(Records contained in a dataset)
══════

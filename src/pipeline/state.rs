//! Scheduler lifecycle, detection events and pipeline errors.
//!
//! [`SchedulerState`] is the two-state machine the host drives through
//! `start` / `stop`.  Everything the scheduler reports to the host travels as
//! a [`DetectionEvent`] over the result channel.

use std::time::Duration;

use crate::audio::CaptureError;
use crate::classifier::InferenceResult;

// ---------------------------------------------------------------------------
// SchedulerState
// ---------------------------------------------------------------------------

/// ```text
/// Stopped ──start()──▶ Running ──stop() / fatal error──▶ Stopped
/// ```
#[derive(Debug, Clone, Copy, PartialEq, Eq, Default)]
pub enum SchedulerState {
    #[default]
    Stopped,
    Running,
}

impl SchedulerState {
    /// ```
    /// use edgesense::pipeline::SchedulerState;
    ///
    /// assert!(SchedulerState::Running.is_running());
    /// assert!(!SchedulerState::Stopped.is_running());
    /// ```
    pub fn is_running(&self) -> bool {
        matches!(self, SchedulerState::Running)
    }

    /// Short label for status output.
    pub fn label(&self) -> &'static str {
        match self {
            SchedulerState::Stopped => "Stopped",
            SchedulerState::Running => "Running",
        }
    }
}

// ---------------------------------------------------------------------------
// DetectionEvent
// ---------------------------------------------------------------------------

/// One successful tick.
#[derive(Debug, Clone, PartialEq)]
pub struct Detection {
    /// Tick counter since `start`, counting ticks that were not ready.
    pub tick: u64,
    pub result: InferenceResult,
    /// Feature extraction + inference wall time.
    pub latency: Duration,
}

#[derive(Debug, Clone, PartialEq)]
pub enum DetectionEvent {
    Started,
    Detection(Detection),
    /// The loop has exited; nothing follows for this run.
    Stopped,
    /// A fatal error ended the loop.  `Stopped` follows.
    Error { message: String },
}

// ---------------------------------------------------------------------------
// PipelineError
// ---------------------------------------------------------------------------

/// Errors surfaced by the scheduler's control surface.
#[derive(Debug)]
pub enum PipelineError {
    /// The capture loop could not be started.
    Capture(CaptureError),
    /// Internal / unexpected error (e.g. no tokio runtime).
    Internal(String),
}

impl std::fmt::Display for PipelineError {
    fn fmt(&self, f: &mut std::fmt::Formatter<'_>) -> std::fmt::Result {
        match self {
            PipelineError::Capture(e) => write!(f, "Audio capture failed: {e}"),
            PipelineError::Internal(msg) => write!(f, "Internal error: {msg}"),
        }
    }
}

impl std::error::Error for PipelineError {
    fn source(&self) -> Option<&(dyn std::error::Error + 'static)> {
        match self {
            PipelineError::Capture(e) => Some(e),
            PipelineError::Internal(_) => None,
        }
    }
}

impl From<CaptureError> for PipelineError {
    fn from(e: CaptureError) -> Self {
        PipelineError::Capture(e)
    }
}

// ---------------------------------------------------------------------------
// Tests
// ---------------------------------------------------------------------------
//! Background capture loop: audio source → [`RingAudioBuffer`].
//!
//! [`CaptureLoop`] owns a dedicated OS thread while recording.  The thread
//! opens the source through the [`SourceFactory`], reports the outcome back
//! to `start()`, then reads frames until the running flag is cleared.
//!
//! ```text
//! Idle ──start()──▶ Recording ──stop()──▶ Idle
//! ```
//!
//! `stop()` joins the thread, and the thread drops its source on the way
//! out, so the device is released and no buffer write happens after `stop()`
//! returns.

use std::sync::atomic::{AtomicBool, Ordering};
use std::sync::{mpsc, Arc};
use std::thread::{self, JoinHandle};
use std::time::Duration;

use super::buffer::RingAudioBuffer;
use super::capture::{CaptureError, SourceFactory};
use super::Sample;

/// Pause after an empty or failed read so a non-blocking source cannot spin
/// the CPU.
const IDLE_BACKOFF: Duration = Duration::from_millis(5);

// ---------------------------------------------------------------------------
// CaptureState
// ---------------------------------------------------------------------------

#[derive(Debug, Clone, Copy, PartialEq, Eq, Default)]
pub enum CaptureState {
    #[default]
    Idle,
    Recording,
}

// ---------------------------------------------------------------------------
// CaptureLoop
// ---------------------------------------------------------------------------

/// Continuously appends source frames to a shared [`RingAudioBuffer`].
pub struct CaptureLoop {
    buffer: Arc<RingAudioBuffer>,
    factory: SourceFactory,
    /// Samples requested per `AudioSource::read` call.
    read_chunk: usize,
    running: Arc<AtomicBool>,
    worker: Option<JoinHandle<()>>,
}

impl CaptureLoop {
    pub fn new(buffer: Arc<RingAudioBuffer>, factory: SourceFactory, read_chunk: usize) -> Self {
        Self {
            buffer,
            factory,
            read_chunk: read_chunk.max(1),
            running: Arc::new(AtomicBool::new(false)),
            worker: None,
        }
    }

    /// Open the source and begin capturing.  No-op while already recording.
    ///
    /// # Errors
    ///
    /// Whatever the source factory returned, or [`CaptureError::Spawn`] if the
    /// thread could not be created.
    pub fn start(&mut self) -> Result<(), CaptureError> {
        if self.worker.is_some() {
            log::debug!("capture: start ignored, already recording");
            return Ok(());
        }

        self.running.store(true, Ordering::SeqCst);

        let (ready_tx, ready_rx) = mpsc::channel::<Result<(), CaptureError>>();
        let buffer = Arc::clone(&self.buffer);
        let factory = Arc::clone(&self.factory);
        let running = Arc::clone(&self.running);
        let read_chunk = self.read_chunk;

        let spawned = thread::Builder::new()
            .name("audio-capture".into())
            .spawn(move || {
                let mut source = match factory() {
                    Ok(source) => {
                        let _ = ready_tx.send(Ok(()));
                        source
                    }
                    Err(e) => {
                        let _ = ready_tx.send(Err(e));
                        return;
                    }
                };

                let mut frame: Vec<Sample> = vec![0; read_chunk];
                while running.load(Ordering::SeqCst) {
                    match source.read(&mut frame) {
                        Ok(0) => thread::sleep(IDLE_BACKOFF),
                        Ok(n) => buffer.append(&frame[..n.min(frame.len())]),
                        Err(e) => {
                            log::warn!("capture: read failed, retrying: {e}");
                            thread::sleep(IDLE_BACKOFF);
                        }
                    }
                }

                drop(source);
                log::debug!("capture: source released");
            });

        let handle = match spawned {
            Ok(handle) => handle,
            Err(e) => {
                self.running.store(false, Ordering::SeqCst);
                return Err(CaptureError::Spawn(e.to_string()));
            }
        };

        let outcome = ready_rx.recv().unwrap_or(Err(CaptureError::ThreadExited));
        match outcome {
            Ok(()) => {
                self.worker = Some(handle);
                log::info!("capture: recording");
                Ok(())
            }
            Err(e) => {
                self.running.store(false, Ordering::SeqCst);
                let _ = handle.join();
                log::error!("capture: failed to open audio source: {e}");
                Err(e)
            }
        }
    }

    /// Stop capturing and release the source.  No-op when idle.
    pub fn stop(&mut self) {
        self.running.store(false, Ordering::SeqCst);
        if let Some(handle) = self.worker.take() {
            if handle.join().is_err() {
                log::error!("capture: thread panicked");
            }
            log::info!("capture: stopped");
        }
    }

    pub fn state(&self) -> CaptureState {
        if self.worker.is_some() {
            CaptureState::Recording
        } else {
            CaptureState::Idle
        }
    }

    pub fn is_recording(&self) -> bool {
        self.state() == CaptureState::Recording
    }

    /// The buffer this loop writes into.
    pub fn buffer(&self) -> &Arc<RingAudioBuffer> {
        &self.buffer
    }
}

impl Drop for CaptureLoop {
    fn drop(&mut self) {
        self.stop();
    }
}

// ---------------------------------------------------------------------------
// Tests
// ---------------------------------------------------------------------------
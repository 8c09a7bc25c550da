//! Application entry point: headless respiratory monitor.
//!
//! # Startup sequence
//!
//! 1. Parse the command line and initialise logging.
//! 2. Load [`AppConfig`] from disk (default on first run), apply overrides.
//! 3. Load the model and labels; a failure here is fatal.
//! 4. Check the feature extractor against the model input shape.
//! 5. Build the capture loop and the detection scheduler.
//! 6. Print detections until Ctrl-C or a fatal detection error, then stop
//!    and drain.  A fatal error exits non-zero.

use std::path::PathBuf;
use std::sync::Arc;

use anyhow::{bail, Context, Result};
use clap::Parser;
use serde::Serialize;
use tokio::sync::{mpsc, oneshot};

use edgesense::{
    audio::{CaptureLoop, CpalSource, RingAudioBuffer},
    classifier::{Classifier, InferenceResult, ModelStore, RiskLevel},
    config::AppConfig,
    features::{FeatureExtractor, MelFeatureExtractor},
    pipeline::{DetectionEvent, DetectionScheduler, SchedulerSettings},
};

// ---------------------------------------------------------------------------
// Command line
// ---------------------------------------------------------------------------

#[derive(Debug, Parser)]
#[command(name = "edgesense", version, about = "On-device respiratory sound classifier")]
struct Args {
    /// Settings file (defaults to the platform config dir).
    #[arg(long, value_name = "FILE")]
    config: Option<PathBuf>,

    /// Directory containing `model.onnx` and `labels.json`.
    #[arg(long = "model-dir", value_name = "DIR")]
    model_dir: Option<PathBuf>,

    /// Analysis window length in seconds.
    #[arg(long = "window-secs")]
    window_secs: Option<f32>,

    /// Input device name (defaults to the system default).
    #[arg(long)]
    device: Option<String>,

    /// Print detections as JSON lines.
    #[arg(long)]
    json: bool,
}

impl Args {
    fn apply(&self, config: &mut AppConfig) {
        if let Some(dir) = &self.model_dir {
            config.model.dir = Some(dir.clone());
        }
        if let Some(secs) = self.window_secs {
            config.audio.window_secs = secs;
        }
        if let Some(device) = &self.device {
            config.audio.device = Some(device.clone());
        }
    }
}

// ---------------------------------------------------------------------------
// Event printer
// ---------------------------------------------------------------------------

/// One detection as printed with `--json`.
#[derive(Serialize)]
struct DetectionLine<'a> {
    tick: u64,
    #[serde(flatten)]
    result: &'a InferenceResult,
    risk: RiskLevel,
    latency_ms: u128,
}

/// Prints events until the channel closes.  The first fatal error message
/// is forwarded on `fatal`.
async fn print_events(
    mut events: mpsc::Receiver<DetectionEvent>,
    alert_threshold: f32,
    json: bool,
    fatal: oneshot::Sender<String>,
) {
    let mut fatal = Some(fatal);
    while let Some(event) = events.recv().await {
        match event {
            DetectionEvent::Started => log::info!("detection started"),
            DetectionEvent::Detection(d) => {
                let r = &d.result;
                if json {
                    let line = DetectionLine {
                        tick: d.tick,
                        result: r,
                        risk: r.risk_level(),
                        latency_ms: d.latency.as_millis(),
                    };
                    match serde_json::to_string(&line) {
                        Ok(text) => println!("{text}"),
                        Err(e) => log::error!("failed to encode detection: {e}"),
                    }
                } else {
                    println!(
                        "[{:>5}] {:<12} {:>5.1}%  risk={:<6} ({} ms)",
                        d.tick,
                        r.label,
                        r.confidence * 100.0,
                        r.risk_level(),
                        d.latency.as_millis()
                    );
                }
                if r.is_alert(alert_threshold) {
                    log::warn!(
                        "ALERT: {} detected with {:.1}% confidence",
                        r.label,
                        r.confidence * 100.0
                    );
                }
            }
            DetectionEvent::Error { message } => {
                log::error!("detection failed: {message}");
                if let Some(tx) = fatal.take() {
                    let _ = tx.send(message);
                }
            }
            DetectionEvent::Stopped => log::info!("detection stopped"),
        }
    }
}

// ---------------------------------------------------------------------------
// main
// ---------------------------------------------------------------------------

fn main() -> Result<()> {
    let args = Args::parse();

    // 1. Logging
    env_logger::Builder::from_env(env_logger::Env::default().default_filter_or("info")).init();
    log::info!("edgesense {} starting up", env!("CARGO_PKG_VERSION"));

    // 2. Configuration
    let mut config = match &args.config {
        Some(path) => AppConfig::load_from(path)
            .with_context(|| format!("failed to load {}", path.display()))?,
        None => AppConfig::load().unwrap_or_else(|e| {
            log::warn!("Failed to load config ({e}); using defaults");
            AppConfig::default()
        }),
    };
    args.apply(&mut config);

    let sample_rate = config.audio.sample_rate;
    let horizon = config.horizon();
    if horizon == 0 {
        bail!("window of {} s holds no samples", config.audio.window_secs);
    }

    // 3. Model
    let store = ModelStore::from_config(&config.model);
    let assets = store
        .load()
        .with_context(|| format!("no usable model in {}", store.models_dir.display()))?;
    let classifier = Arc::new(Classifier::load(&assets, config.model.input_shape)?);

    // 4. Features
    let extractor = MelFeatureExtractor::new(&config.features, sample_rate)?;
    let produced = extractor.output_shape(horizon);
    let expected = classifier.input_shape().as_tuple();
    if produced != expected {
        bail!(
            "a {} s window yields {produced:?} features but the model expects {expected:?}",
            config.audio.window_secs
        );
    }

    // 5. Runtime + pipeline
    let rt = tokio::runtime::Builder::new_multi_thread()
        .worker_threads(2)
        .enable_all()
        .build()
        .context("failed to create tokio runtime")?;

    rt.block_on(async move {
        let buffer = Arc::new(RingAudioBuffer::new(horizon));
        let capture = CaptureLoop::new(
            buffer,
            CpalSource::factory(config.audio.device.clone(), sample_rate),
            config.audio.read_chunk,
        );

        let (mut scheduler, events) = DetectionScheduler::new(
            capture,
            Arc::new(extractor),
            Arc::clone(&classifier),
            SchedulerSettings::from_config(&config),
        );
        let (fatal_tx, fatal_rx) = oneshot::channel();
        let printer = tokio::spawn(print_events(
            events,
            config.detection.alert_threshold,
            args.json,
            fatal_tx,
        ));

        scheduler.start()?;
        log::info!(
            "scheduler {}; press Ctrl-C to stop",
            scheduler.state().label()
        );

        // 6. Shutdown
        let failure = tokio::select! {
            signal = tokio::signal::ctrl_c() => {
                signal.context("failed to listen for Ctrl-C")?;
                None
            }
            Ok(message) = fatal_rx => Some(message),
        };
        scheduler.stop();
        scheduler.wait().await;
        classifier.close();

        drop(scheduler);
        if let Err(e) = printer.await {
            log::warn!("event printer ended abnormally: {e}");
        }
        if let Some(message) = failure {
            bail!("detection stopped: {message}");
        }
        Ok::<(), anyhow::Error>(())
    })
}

══════

Exercise brief. Give back exactly the lines above starting at the line where "let _ = handle.join();" appears and ending at the line where "use std::sync::Arc;" appears, both included, with no other lines.

Task output.
                let _ = handle.join();
                log::error!("capture: failed to open audio source: {e}");
                Err(e)
            }
        }
    }

    /// Stop capturing and release the source.  No-op when idle.
    pub fn stop(&mut self) {
        self.running.store(false, Ordering::SeqCst);
        if let Some(handle) = self.worker.take() {
            if handle.join().is_err() {
                log::error!("capture: thread panicked");
            }
            log::info!("capture: stopped");
        }
    }

    pub fn state(&self) -> CaptureState {
        if self.worker.is_some() {
            CaptureState::Recording
        } else {
            CaptureState::Idle
        }
    }

    pub fn is_recording(&self) -> bool {
        self.state() == CaptureState::Recording
    }

    /// The buffer this loop writes into.
    pub fn buffer(&self) -> &Arc<RingAudioBuffer> {
        &self.buffer
    }
}

impl Drop for CaptureLoop {
    fn drop(&mut self) {
        self.stop();
    }
}

// ---------------------------------------------------------------------------
// Tests
// ---------------------------------------------------------------------------
repository 8c09a7bc25c550da
//! Application entry point: headless respiratory monitor.
//!
//! # Startup sequence
//!
//! 1. Parse the command line and initialise logging.
//! 2. Load [`AppConfig`] from disk (default on first run), apply overrides.
//! 3. Load the model and labels; a failure here is fatal.
//! 4. Check the feature extractor against the model input shape.
//! 5. Build the capture loop and the detection scheduler.
//! 6. Print detections until Ctrl-C or a fatal detection error, then stop
//!    and drain.  A fatal error exits non-zero.

use std::path::PathBuf;
use std::sync::Arc;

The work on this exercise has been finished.